Matthias Stangl, Ph.D.

Talk Title: “Cognitive Neuroscience and Neurotechnology:  From the Laboratory into the ‘Real World”


Bio: Matthias Stangl is an Assistant Professor of Biomedical Engineering, Psychological & Brain Sciences, and Neurosurgery at Boston University. Trained in electronics, computer science, and brain–computer interface research, he earned his PhD at the German Center for Neurodegenerative Diseases, where he investigated the neural mechanisms of spatial navigation and the sources of age-related decline in navigation abilities.
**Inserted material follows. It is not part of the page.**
pub mod core;

#[cfg(test)]
mod tests;

pub use self::core::{Blake2bSink, HashSink};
As a postdoctoral scholar at the University of California, Los Angeles, he developed and applied neuroengineering approaches for mobile intracranial recordings and stimulation of human deep brain activity, enabling pioneering studies on how the human “cognitive map” operates during natural movement and behavior in real-world settings. He then launched his lab at Boston University in 2024, where his team combines invasive human electrophysiology, non-invasive neuroimaging, and computational methods to investigate how the human brain supports spatial navigation, memory, and other cognitive functions in everyday life — and how these functions are disrupted in aging and neurodegeneration. Matthias is an elected member of the Memory Disorders Research Society, a faculty member of BU’s Center for Systems Neuroscience, Cognitive Neuroimaging Center, and Neurophotonics Center, and a co-organizer of the annual Neuroscience of the Everyday World Conference.